Wednesday, 13 July 2011

Telling my gp - one year on

Part of why I write this blog is to make sure that no-one ever again feels like they are alone - no matter how old you are, and regardless of whether or not you are a responsible grown-up with a career and a family and everything going for you...
you are not alone

So in this spirit - and because this week marks one year since I first went to my gp for help I didn't think I needed - I'm going to share with you what that first gp visit looked like.

Firstly, just because I seem articulate here on my blog doesn't mean I always am in real life. Just because it seems like words come easily to me don't be fooled into thinking I just waltzed confidently into my gp's office and announced that I have an eating disorder and I need help.


Trust me. Nothing could be further from the truth.

I walked in, sat on one of the chairs opposite her. The one on the right to be precise. She is so lovely - she started with her usual opening words - usually spoken to me as the mother of sicky kiddies I parade at regular intervals through her office:

Dr C "What can I do for you today"

PJ "Um, my mothercraft nurse wanted me to come and talk to you about sensible eating and portion sizes"
(I can actually remember the exact words I said - I had spent so long deciding just what to say so it didn't sound too important)

Dr C "Have you had an eating disorder before?"

Holy heck - this woman doesn't mess around.
(I should add  here that she specialises in eating disorders -I'm sure a lot of gp's would take a lot more convincing than Dr C)

It was at this point I realised I was not only not making eye contact but I was actually looking completely over my right shoulder at the toy box behind me. And just to complete the scene my legs were tucked up on the chair and I was hugging them - I was as close to a ball as a human can get.

The rest of the appointment is a blur. Somewhere in there we discussed old habits and she somehow got me (too shocked to argue) to stand on the scales. Then she said she wanted to see me again the following week (it took me a month to go back again - and another six months to stop saying 'there's nothing wrong with me'). And just so you can see how truely naiive I was I honestly thought she would reach into her desk drawer and pull out a meal plan. She would hand me said meal plan. And I would go home and follow said meal plan. See, problem solved. Right?

That night I couldn't sleep.

My heart pounded so hard that I couldn't lie on my left side.

I heard myself say "I can't let her take it away from me" - this was the first time I became aware of the ED voice in my head.

So if you are worried about getting help and think that I have it all together and you don't - then please let me allay your fears.
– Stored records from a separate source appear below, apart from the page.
//! JSON HTTP API over a [`Library`]

use crate::config::AppConfig;
use anyhow::{Context, Result};
use axum::extract::{Path, State};
use axum::http::StatusCode;
use axum::response::{IntoResponse, Response};
use axum::routing::{get, post};
use axum::{Json, Router};
use chrono::Utc;
use recall_protocol::{FolderNode, ReviewedDocument};
use recall_store::{DocumentContent, ErrorKind, Library, ScanStats, StoreError};
use serde::Serialize;
use serde_json::json;
use std::sync::Arc;

#[derive(Clone)]
pub struct AppState {
    library: Arc<Library>,
    config: Arc<AppConfig>,
}

impl AppState {
    pub fn new(library: Arc<Library>, config: AppConfig) -> Self {
        Self {
            library,
            config: Arc::new(config),
        }
    }
}

pub enum ApiError {
    Store(StoreError),
    Task(tokio::task::JoinError),
}

impl From<StoreError> for ApiError {
    fn from(err: StoreError) -> Self {
        Self::Store(err)
    }
}

impl From<tokio::task::JoinError> for ApiError {
    fn from(err: tokio::task::JoinError) -> Self {
        Self::Task(err)
    }
}

impl IntoResponse for ApiError {
    fn into_response(self) -> Response {
        let (status, label, message) = match self {
            Self::Store(err) => {
                let (status, label) = match err.kind() {
                    ErrorKind::NotFound => (StatusCode::NOT_FOUND, "not_found"),
                    ErrorKind::Validation => (StatusCode::BAD_REQUEST, "validation"),
                    ErrorKind::Conflict => (StatusCode::CONFLICT, "conflict"),
                    ErrorKind::Filesystem => (StatusCode::INTERNAL_SERVER_ERROR, "filesystem"),
                    ErrorKind::Persistence => (StatusCode::INTERNAL_SERVER_ERROR, "persistence"),
                };
                (status, label, err.to_string())
            }
            Self::Task(err) => (
                StatusCode::INTERNAL_SERVER_ERROR,
                "internal",
                format!("Worker task failed: {err}"),
            ),
        };
        if status.is_server_error() {
            log::error!("Request failed: {message}");
        }
        (status, Json(json!({ "error": label, "message": message }))).into_response()
    }
}

type ApiResult<T> = std::result::Result<Json<T>, ApiError>;

/// Run a library call that touches the filesystem or waits on the state
/// lock off the async workers.
async fn blocking<T, F>(state: &AppState, call: F) -> ApiResult<T>
where
    T: Send + 'static,
    F: FnOnce(&Library) -> recall_store::Result<T> + Send + 'static,
{
    let library = Arc::clone(&state.library);
    let value = tokio::task::spawn_blocking(move || call(&library)).await??;
    Ok(Json(value))
}

#[derive(Serialize)]
#[serde(rename_all = "camelCase")]
struct ScanResult {
    success: bool,
    count: usize,
    stats: ScanStats,
}

#[derive(Serialize)]
#[serde(rename_all = "camelCase")]
struct ReviewResult {
    success: bool,
    document: ReviewedDocument,
}

pub fn router(state: AppState) -> Router {
    Router::new()
        .route("/api/config", get(read_config))
        .route("/api/folders", get(folder_tree))
        .route("/api/folders/*path", get(folder_documents))
        .route("/api/folder-documents", get(root_documents))
        .route("/api/documents", get(list_documents))
        .route("/api/documents/due-today", get(due_documents))
        .route("/api/documents/:id", get(document_content))
        .route("/api/documents/:id/mark-reviewed", post(mark_reviewed))
        .route("/api/scan", post(scan))
        .with_state(state)
}

/// Scan once, prune orphaned review records, then serve until shutdown.
pub async fn serve(config: AppConfig, port: u16) -> Result<()> {
    let library = Arc::new(
        Library::open(config.library_config())
            .with_context(|| format!("Failed to open library state {}", config.db_file.display()))?,
    );

    let startup = Arc::clone(&library);
    match tokio::task::spawn_blocking(move || startup.scan_and_prune()).await? {
        Ok(report) => log::info!("Indexed {} Markdown files", report.documents.len()),
        Err(err) => log::warn!("Initial scan failed: {err}"),
    }

    log::info!("Markdown directory: {}", config.markdown_dir.display());
    log::info!("State file: {}", config.db_file.display());

    let app = router(AppState::new(library, config));
    let listener = tokio::net::TcpListener::bind(("0.0.0.0", port))
        .await
        .with_context(|| format!("Failed to bind port {port}"))?;
    log::info!("Listening on http://localhost:{port}");

    axum::serve(listener, app).await?;
    Ok(())
}

async fn read_config(State(state): State<AppState>) -> Json<AppConfig> {
    Json(state.config.as_ref().clone())
}

async fn folder_tree(State(state): State<AppState>) -> Json<FolderNode> {
    Json(state.library.folder_tree())
}

async fn folder_documents(
    State(state): State<AppState>,
    Path(path): Path<String>,
) -> ApiResult<Vec<ReviewedDocument>> {
    Ok(Json(
        state.library.list_documents_in_folder(&path, Utc::now())?,
    ))
}

async fn root_documents(State(state): State<AppState>) -> ApiResult<Vec<ReviewedDocument>> {
    Ok(Json(state.library.list_documents_in_folder("", Utc::now())?))
}

async fn list_documents(State(state): State<AppState>) -> Json<Vec<ReviewedDocument>> {
    Json(state.library.list_documents(Utc::now()))
}

async fn due_documents(State(state): State<AppState>) -> Json<Vec<ReviewedDocument>> {
    Json(state.library.list_due_documents(Utc::now()))
}

async fn document_content(
    State(state): State<AppState>,
    Path(id): Path<String>,
) -> ApiResult<DocumentContent> {
    blocking(&state, move |library| {
        library.document_with_content(&id, Utc::now())
    })
    .await
}

async fn mark_reviewed(
    State(state): State<AppState>,
    Path(id): Path<String>,
) -> ApiResult<ReviewResult> {
    let Json(document) =
        blocking(&state, move |library| library.mark_reviewed(&id, Utc::now())).await?;
    Ok(Json(ReviewResult {
        success: true,
        document,
    }))
}

async fn scan(State(state): State<AppState>) -> ApiResult<ScanResult> {
    let Json(report) = blocking(&state, Library::scan).await?;
    Ok(Json(ScanResult {
        success: true,
        count: report.documents.len(),
        stats: report.stats,
    }))
}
It is not easy. For anyone. No matter how articulate they may seem on their blog.

And if you, like me, need someone else to push you to go that first time, then contact me and I'll push you. But if you are brave enough to take yourself along and ask for help then you are amazing!!!
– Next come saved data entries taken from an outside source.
//! HTTP API integration tests: routing, status codes and response shape.

use axum::body::{to_bytes, Body};
use axum::http::{Request, StatusCode};
use axum::Router;
use pretty_assertions::assert_eq;
use recall_cli::config::AppConfig;
use recall_cli::server::{router, AppState};
use recall_store::Library;
use serde_json::Value;
use std::fs;
use std::sync::Arc;
use tempfile::TempDir;
use tower::ServiceExt;

const ALPHA_ID: &str = "b00a1cca9c08ec62a1adc3bac23e10f5";

fn app(tmp: &TempDir) -> Router {
    let docs = tmp.path().join("docs");
    fs::create_dir_all(docs.join("sub")).unwrap();
    fs::write(docs.join("a.md"), "# Alpha\nbody").unwrap();
    fs::write(docs.join("sub").join("b.md"), "# Beta").unwrap();

    let config = AppConfig::new(docs, tmp.path().join("db").join("data.json"));
    let library = Library::open(config.library_config()).expect("open library");
    library.scan().expect("scan");
    router(AppState::new(Arc::new(library), config))
}

async fn send(app: Router, request: Request<Body>) -> (StatusCode, Value) {
    let response = app.oneshot(request).await.unwrap();
    let status = response.status();
    let bytes = to_bytes(response.into_body(), usize::MAX).await.unwrap();
    let body = if bytes.is_empty() {
        Value::Null
    } else {
        serde_json::from_slice(&bytes).unwrap()
    };
    (status, body)
}

fn get(uri: &str) -> Request<Body> {
    Request::get(uri).body(Body::empty()).unwrap()
}

fn post(uri: &str) -> Request<Body> {
    Request::post(uri).body(Body::empty()).unwrap()
}

#[tokio::test]
async fn lists_documents_and_tree() {
    let tmp = TempDir::new().unwrap();
    let app = app(&tmp);

    let (status, docs) = send(app.clone(), get("/api/documents")).await;
    assert_eq!(status, StatusCode::OK);
    assert_eq!(docs.as_array().unwrap().len(), 2);
    assert_eq!(docs[0]["title"], "Alpha");

    let (status, tree) = send(app, get("/api/folders")).await;
    assert_eq!(status, StatusCode::OK);
    assert_eq!(tree, serde_json::json!({ "sub": {} }));
}

#[tokio::test]
async fn folder_routes_match_exactly() {
    let tmp = TempDir::new().unwrap();
    let app = app(&tmp);

    let (status, sub) = send(app.clone(), get("/api/folders/sub")).await;
    assert_eq!(status, StatusCode::OK);
    assert_eq!(sub.as_array().unwrap().len(), 1);
    assert_eq!(sub[0]["folderPath"], "sub");

    let (_, root) = send(app.clone(), get("/api/folder-documents")).await;
    assert_eq!(root.as_array().unwrap().len(), 1);
    assert_eq!(root[0]["id"], ALPHA_ID);

    let (status, body) = send(app, get("/api/folders/..")).await;
    assert_eq!(status, StatusCode::BAD_REQUEST);
    assert_eq!(body["error"], "validation");
}

#[tokio::test]
async fn mark_reviewed_updates_due_list() {
    let tmp = TempDir::new().unwrap();
    let app = app(&tmp);

    let uri = format!("/api/documents/{ALPHA_ID}/mark-reviewed");
    let (status, body) = send(app.clone(), post(&uri)).await;
    assert_eq!(status, StatusCode::OK);
    assert_eq!(body["success"], true);
    assert_eq!(body["document"]["reviewCount"], 1);
    assert_eq!(body["document"]["dueForReview"], false);

    let (_, due) = send(app, get("/api/documents/due-today")).await;
    let due = due.as_array().unwrap();
    assert_eq!(due.len(), 1);
    assert_eq!(due[0]["title"], "Beta");
}

#[tokio::test]
async fn document_content_and_missing_ids() {
    let tmp = TempDir::new().unwrap();
    let app = app(&tmp);

    let (status, doc) = send(app.clone(), get(&format!("/api/documents/{ALPHA_ID}"))).await;
    assert_eq!(status, StatusCode::OK);
    assert_eq!(doc["content"], "# Alpha\nbody");

    let (status, body) = send(app.clone(), get("/api/documents/unknown")).await;
    assert_eq!(status, StatusCode::NOT_FOUND);
    assert_eq!(body["error"], "not_found");

    let (status, _) = send(app.clone(), post("/api/documents/unknown/mark-reviewed")).await;
    assert_eq!(status, StatusCode::NOT_FOUND);

    fs::remove_file(tmp.path().join("docs").join("a.md")).unwrap();
    let (status, body) = send(app, get(&format!("/api/documents/{ALPHA_ID}"))).await;
    assert_eq!(status, StatusCode::NOT_FOUND);
    assert!(body["message"].as_str().unwrap().contains("File missing"));
}

#[tokio::test]
async fn rescan_picks_up_new_files() {
    let tmp = TempDir::new().unwrap();
    let app = app(&tmp);
    fs::write(tmp.path().join("docs").join("c.md"), "# Gamma").unwrap();

    let (status, body) = send(app.clone(), post("/api/scan")).await;
    assert_eq!(status, StatusCode::OK);
    assert_eq!(body["success"], true);
    assert_eq!(body["count"], 3);
    assert_eq!(body["stats"]["documents"], 3);

    let (_, config) = send(app, get("/api/config")).await;
    assert!(config["markdownDir"].as_str().unwrap().ends_with("docs"));
}

#[tokio::test]
async fn unknown_route_is_404() {
    let tmp = TempDir::new().unwrap();
    let (status, _) = send(app(&tmp), get("/api/nope")).await;
    assert_eq!(status, StatusCode::NOT_FOUND);
}

#[tokio::test(flavor = "multi_thread", worker_threads = 2)]
async fn concurrent_reviews_and_reads_all_complete() {
    let tmp = TempDir::new().unwrap();
    let app = app(&tmp);
    let review = format!("/api/documents/{ALPHA_ID}/mark-reviewed");
    let read = format!("/api/documents/{ALPHA_ID}");

    let (first, second, content) = tokio::join!(
        send(app.clone(), post(&review)),
        send(app.clone(), post(&review)),
        send(app.clone(), get(&read)),
    );
    assert_eq!(first.0, StatusCode::OK);
    assert_eq!(second.0, StatusCode::OK);
    assert_eq!(content.0, StatusCode::OK);
    assert_eq!(content.1["content"], "# Alpha\nbody");

    let mut counts = vec![
        first.1["document"]["reviewCount"].as_u64().unwrap(),
        second.1["document"]["reviewCount"].as_u64().unwrap(),
    ];
    counts.sort_unstable();
    assert_eq!(counts, vec![1, 2]);

    let (_, doc) = send(app, get(&read)).await;
    assert_eq!(doc["reviewCount"], 2);
}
Who did you first tell? How did it go? I would love to hear your experiences. Feel free to share in the comments so we can all help support those just starting on their journey...


Snippet said...

I totally can imagine your first GP visit - it sounds a lot like mine (even though I'm a depressive & you have an ED). It is one of the hardest things I have ever done in my entire life! But it is also one of the best things I have ever done in my entire life. All of you out there reading - I know it is so hard, but one thing I can assure you of - you will never regret it. *hugs*

Breteni said...

I did not bring myself to an appointment I got a referral to an eating disorder counselor for body dysmorphia after losing 194lbs. I thought my problem was easily fixed and turns out I am anorexic with purge type. Whatever that means. I still fight with myself to go to these appointments. It is hard for me to see an eating disorder when I see people thinner than me walking around or I actually see an immaceated anorexic. I then convince myself I do not have a problem, THEY do. That is where I am stuck.

PJ said...

@Breteni - I must say "there's nothing wrong with me" about 400 times a day! But it's not me saying that it's my ED trying to hang on to me. *I* know there is a problem, and there would be a problem even without weightloss.

Anonymous said...

I was sitting in the Drs office today (unrelated injury) with the perfect opportunity to spill all and I chickened out. I just couldn't say it out loud. So annoyed at myself.

Why didn't I read this post earlier? I will bookmark it for when I am feeling more confident.
xo Poppy

PJ said...

It's incredibly hard, I'll never tell you otherwise - but you know what a tough chicky you are. You can handle 'hard'!!!
And I'll go with you if you want me to.